The NHSLA and Avma panel will include, but not be limited to, professionals from both sides of the claimant-defendant divide. This will provide an assurance of expertise, impartiality and awareness of relevant issues and sensitivities. The aim is that patients, medical practitioners, trusts, the NHSLA and medical defence organisations should all see the panel as a trusted resource for addressing disputes.
A specialist training and accreditation programme for the panel will be established for mediators already accredited by their mediation organisations.
Members of the panel will be trained to provide a preliminary, neutral and non-binding assessment function in individual cases. This consultancy process may include considering with parties and/or their lawyers whether mediation is appropriate at that stage, or at all, and if so, on what basis and terms. Matters such as the sufficiency of medical reports and whether mediation is to be facilitative, or have a non-binding evaluative element, can also be addressed.

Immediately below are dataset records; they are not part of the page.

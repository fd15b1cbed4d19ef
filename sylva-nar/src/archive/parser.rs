// SPDX-FileCopyrightText: 2026 The sylva authors
// SPDX-License-Identifier: EUPL-1.2 OR MIT

//! Parsing a NAR byte stream.
//!
//! [`parse_nar`] drives a [`NarSink`] with the nodes of one archive in
//! document order. The parser is an iterative state machine (archive depth
//! never grows the call stack), reads framed strings with per-role length
//! limits before allocating, and hands file bodies to the sink as a
//! length-bounded reader so they stream through in chunks.

use bstr::BString;
use bytes::Bytes;
use thiserror::Error;
use tokio::io::{AsyncBufRead, AsyncRead, AsyncReadExt as _};

use crate::ByteString;
use crate::archive::NAR_MAGIC;
use crate::archive::restorer::NarWriteError;
use crate::wire;

/// Longest accepted grammar keyword.
const MAX_TOKEN_LEN: u64 = 32;
/// Longest accepted directory entry name.
const MAX_NAME_LEN: u64 = 4096;
/// Longest accepted symlink target.
const MAX_TARGET_LEN: u64 = 4096;

#[derive(Error, Debug)]
pub enum NarParseError {
    #[error("not a NAR archive (magic string mismatch)")]
    Magic,

    #[error("unexpected token {found:?}, expected {expected}")]
    UnexpectedToken {
        expected: &'static str,
        found: BString,
    },

    #[error("unknown node type {0:?}")]
    UnknownNodeType(BString),

    #[error("framed string of {length} bytes exceeds the {limit}-byte limit")]
    StringTooLong { length: u64, limit: u64 },

    #[error("invalid entry name {0:?}")]
    InvalidEntryName(BString),

    #[error("non-zero padding byte")]
    Padding,

    #[error("unexpected end of archive")]
    UnexpectedEof,

    #[error("trailing bytes after end of archive")]
    TrailingData,

    #[error("reading archive: {0}")]
    Io(std::io::Error),

    #[error(transparent)]
    Write(#[from] NarWriteError),
}

fn read_error(err: std::io::Error) -> NarParseError {
    if err.kind() == std::io::ErrorKind::UnexpectedEof {
        NarParseError::UnexpectedEof
    } else {
        NarParseError::Io(err)
    }
}

/// Receives the nodes of a NAR stream in document order.
///
/// `name` is the entry name within the enclosing directory, and is empty
/// for the archive root. For a file the sink is handed a reader bounded to
/// exactly `size` bytes; whatever it leaves unread is drained by the
/// parser.
#[allow(async_fn_in_trait)]
pub trait NarSink {
    async fn file<R>(
        &mut self,
        name: &[u8],
        executable: bool,
        size: u64,
        reader: &mut R,
    ) -> Result<(), NarWriteError>
    where
        R: AsyncBufRead + Unpin + Send;

    async fn symlink(&mut self, name: &[u8], target: &[u8]) -> Result<(), NarWriteError>;

    async fn start_directory(&mut self, name: &[u8]) -> Result<(), NarWriteError>;

    async fn end_directory(&mut self) -> Result<(), NarWriteError>;
}

/// Reads one framed string of at most `limit` bytes, verifying that the
/// padding is zero.
async fn read_string<R>(reader: &mut R, limit: u64) -> Result<Bytes, NarParseError>
where
    R: AsyncRead + Unpin,
{
    let length = reader.read_u64_le().await.map_err(read_error)?;
    if length > limit {
        return Err(NarParseError::StringTooLong { length, limit });
    }
    let mut buf = vec![0u8; length as usize];
    reader.read_exact(&mut buf).await.map_err(read_error)?;
    read_padding(reader, length).await?;
    Ok(Bytes::from(buf))
}

async fn read_padding<R>(reader: &mut R, len: u64) -> Result<(), NarParseError>
where
    R: AsyncRead + Unpin,
{
    let padding = wire::calc_padding(len);
    if padding == 0 {
        return Ok(());
    }
    let mut buf = [0u8; 8];
    reader
        .read_exact(&mut buf[..padding])
        .await
        .map_err(read_error)?;
    if buf[..padding] != wire::ZEROS[..padding] {
        return Err(NarParseError::Padding);
    }
    Ok(())
}

async fn expect<R>(
    reader: &mut R,
    token: &'static [u8],
    what: &'static str,
) -> Result<(), NarParseError>
where
    R: AsyncRead + Unpin,
{
    let found = read_string(reader, MAX_TOKEN_LEN).await?;
    if &found[..] != token {
        return Err(NarParseError::UnexpectedToken {
            expected: what,
            found: BString::from(found.to_vec()),
        });
    }
    Ok(())
}

fn validate_entry_name(name: &[u8]) -> Result<(), NarParseError> {
    if name.is_empty()
        || name == b"."
        || name == b".."
        || name.contains(&b'/')
        || name.contains(&b'\0')
    {
        return Err(NarParseError::InvalidEntryName(BString::from(name)));
    }
    Ok(())
}

/// Parses one complete archive from `reader`, feeding each node to `sink`.
///
/// Consumes exactly the bytes of one archive; anything after the root node
/// is left in the reader for the caller to judge.
pub async fn parse_nar<R, S>(reader: &mut R, sink: &mut S) -> Result<(), NarParseError>
where
    R: AsyncBufRead + Unpin + Send,
    S: NarSink,
{
    let magic = read_string(reader, MAX_TOKEN_LEN).await?;
    if &magic[..] != NAR_MAGIC {
        return Err(NarParseError::Magic);
    }

    // Number of directory levels currently open, and the entry name of the
    // node about to be parsed (empty for the root).
    let mut depth = 0usize;
    let mut pending_name: ByteString = Bytes::new();

    'node: loop {
        expect(reader, b"(", "'('").await?;
        expect(reader, b"type", "'type'").await?;
        let node_type = read_string(reader, MAX_TOKEN_LEN).await?;
        let mut entered_directory = false;
        match &node_type[..] {
            b"regular" => {
                let mut token = read_string(reader, MAX_TOKEN_LEN).await?;
                let mut executable = false;
                if &token[..] == b"executable" {
                    let marker = read_string(reader, MAX_TOKEN_LEN).await?;
                    if !marker.is_empty() {
                        return Err(NarParseError::UnexpectedToken {
                            expected: "empty string after 'executable'",
                            found: BString::from(marker.to_vec()),
                        });
                    }
                    executable = true;
                    token = read_string(reader, MAX_TOKEN_LEN).await?;
                }
                if &token[..] != b"contents" {
                    return Err(NarParseError::UnexpectedToken {
                        expected: "'contents'",
                        found: BString::from(token.to_vec()),
                    });
                }
                let size = reader.read_u64_le().await.map_err(read_error)?;
                let mut body = (&mut *reader).take(size);
                sink.file(&pending_name, executable, size, &mut body).await?;
                // Drain whatever the sink left unread.
                tokio::io::copy(&mut body, &mut tokio::io::sink())
                    .await
                    .map_err(read_error)?;
                if body.limit() > 0 {
                    return Err(NarParseError::UnexpectedEof);
                }
                read_padding(reader, size).await?;
                expect(reader, b")", "')'").await?;
            }
            b"symlink" => {
                expect(reader, b"target", "'target'").await?;
                let target = read_string(reader, MAX_TARGET_LEN).await?;
                sink.symlink(&pending_name, &target).await?;
                expect(reader, b")", "')'").await?;
            }
            b"directory" => {
                sink.start_directory(&pending_name).await?;
                depth += 1;
                entered_directory = true;
            }
            _ => {
                return Err(NarParseError::UnknownNodeType(BString::from(
                    node_type.to_vec(),
                )));
            }
        }

        loop {
            if !entered_directory {
                if depth == 0 {
                    // The root node is complete.
                    break 'node;
                }
                // A child node is complete: close its 'entry' wrapper.
                expect(reader, b")", "')'").await?;
            }
            entered_directory = false;
            let token = read_string(reader, MAX_TOKEN_LEN).await?;
            match &token[..] {
                b")" => {
                    sink.end_directory().await?;
                    depth -= 1;
                    if depth == 0 {
                        break 'node;
                    }
                    // Close the entry wrapper of the directory we left.
                    continue;
                }
                b"entry" => {
                    expect(reader, b"(", "'('").await?;
                    expect(reader, b"name", "'name'").await?;
                    let name = read_string(reader, MAX_NAME_LEN).await?;
                    validate_entry_name(&name)?;
                    expect(reader, b"node", "'node'").await?;
                    pending_name = name;
                    continue 'node;
                }
                _ => {
                    return Err(NarParseError::UnexpectedToken {
                        expected: "'entry' or ')'",
                        found: BString::from(token.to_vec()),
                    });
                }
            }
        }
    }
    Ok(())
}

#[cfg(test)]
mod unittests {
    use tempfile::TempDir;

    use super::*;
    use crate::archive::dump;
    use crate::test::{CollectSink, TestEvent, fixture_tree, push_token};

    async fn parse_to_events(archive: &[u8]) -> Result<Vec<TestEvent>, NarParseError> {
        let mut reader = archive;
        let mut sink = CollectSink::default();
        parse_nar(&mut reader, &mut sink).await?;
        Ok(sink.events)
    }

    #[tokio::test]
    async fn parses_dumped_tree() {
        let dir = TempDir::new().unwrap();
        let root = fixture_tree(dir.path());
        let mut archive = Vec::new();
        dump(&root, &mut archive).await.unwrap();

        let events = parse_to_events(&archive).await.unwrap();
        assert_eq!(
            events,
            vec![
                TestEvent::StartDirectory { name: b"".to_vec() },
                TestEvent::File {
                    name: b"a".to_vec(),
                    executable: false,
                    contents: b"Hello World!\n".to_vec(),
                },
                TestEvent::StartDirectory {
                    name: b"ab".to_vec()
                },
                TestEvent::Symlink {
                    name: b"x".to_vec(),
                    target: b"../a".to_vec(),
                },
                TestEvent::EndDirectory,
                TestEvent::File {
                    name: b"script".to_vec(),
                    executable: true,
                    contents: b"#!/bin/sh\necho hi\n".to_vec(),
                },
                TestEvent::EndDirectory,
            ]
        );
    }

    #[tokio::test]
    async fn parses_root_file() {
        let mut archive = Vec::new();
        for token in [
            &b"nix-archive-1"[..],
            b"(",
            b"type",
            b"regular",
            b"contents",
            b"payload",
            b")",
        ] {
            push_token(&mut archive, token);
        }
        let events = parse_to_events(&archive).await.unwrap();
        assert_eq!(
            events,
            vec![TestEvent::File {
                name: b"".to_vec(),
                executable: false,
                contents: b"payload".to_vec(),
            }]
        );
    }

    #[tokio::test]
    async fn rejects_bad_magic() {
        let mut archive = Vec::new();
        push_token(&mut archive, b"not-an-archive");
        assert!(matches!(
            parse_to_events(&archive).await,
            Err(NarParseError::Magic)
        ));
    }

    #[tokio::test]
    async fn rejects_unknown_node_type() {
        let mut archive = Vec::new();
        for token in [&b"nix-archive-1"[..], b"(", b"type", b"hardlink"] {
            push_token(&mut archive, token);
        }
        assert!(matches!(
            parse_to_events(&archive).await,
            Err(NarParseError::UnknownNodeType(_))
        ));
    }

    #[tokio::test]
    async fn rejects_entry_name_with_slash() {
        let mut archive = Vec::new();
        for token in [
            &b"nix-archive-1"[..],
            b"(",
            b"type",
            b"directory",
            b"entry",
            b"(",
            b"name",
            b"evil/name",
        ] {
            push_token(&mut archive, token);
        }
        assert!(matches!(
            parse_to_events(&archive).await,
            Err(NarParseError::InvalidEntryName(_))
        ));
    }

    #[tokio::test]
    async fn rejects_dot_dot_entry_name() {
        let mut archive = Vec::new();
        for token in [
            &b"nix-archive-1"[..],
            b"(",
            b"type",
            b"directory",
            b"entry",
            b"(",
            b"name",
            b"..",
        ] {
            push_token(&mut archive, token);
        }
        assert!(matches!(
            parse_to_events(&archive).await,
            Err(NarParseError::InvalidEntryName(_))
        ));
    }

    #[tokio::test]
    async fn rejects_nonzero_padding() {
        let mut archive = Vec::new();
        push_token(&mut archive, b"nix-archive-1");
        archive.extend_from_slice(&1u64.to_le_bytes());
        archive.push(b'(');
        archive.extend_from_slice(&[0xff; 7]);
        assert!(matches!(
            parse_to_events(&archive).await,
            Err(NarParseError::Padding)
        ));
    }

    #[tokio::test]
    async fn rejects_truncated_stream() {
        let dir = TempDir::new().unwrap();
        let file = dir.path().join("f");
        std::fs::write(&file, b"0123456789").unwrap();
        let mut archive = Vec::new();
        dump(&file, &mut archive).await.unwrap();
        archive.truncate(archive.len() - 9);
        assert!(matches!(
            parse_to_events(&archive).await,
            Err(NarParseError::UnexpectedEof)
        ));
    }

    #[tokio::test]
    async fn rejects_oversized_string() {
        let mut archive = Vec::new();
        push_token(&mut archive, b"nix-archive-1");
        archive.extend_from_slice(&u64::MAX.to_le_bytes());
        assert!(matches!(
            parse_to_events(&archive).await,
            Err(NarParseError::StringTooLong { .. })
        ));
    }

    #[tokio::test]
    async fn rejects_contents_outside_regular_node() {
        let mut archive = Vec::new();
        for token in [&b"nix-archive-1"[..], b"(", b"type", b"directory", b"contents"] {
            push_token(&mut archive, token);
        }
        assert!(matches!(
            parse_to_events(&archive).await,
            Err(NarParseError::UnexpectedToken { .. })
        ));
    }

    #[tokio::test]
    async fn leaves_trailing_bytes_in_reader() {
        let mut archive = Vec::new();
        for token in [
            &b"nix-archive-1"[..],
            b"(",
            b"type",
            b"symlink",
            b"target",
            b"somewhere",
            b")",
        ] {
            push_token(&mut archive, token);
        }
        archive.extend_from_slice(b"garbage");
        let mut reader = &archive[..];
        let mut sink = CollectSink::default();
        parse_nar(&mut reader, &mut sink).await.unwrap();
        assert_eq!(reader, b"garbage");
    }
}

Cases that require extensive preparation, as covered by the protocol, could perhaps be identified and help could be given to make the litigation process as focused, economic and fair as possible. Cases that can be addressed more quickly and simply through a complaints procedure could be identified. Each case would be considered on an individual preliminary basis, with the panel members co-working on an inter-disciplinary basis - for example, a doctor/lawyer team. The project will include a facility for lawyers, representing parties in clinical negligence cases, to obtain specialised training in the effective and constructive use of mediation and other alternative dispute resolution processes.
The project will be explored further at the Avma 20th Anniversary Clinical Negligence Conference, to be held in Harrogate on 12 and 13 July. If the project can achieve its objectives, Avma will be able to throw its weight behind the efforts to increase the use of mediation in clinical disputes with confidence that this approach will be in the interests of both patients and healthcare practitioners.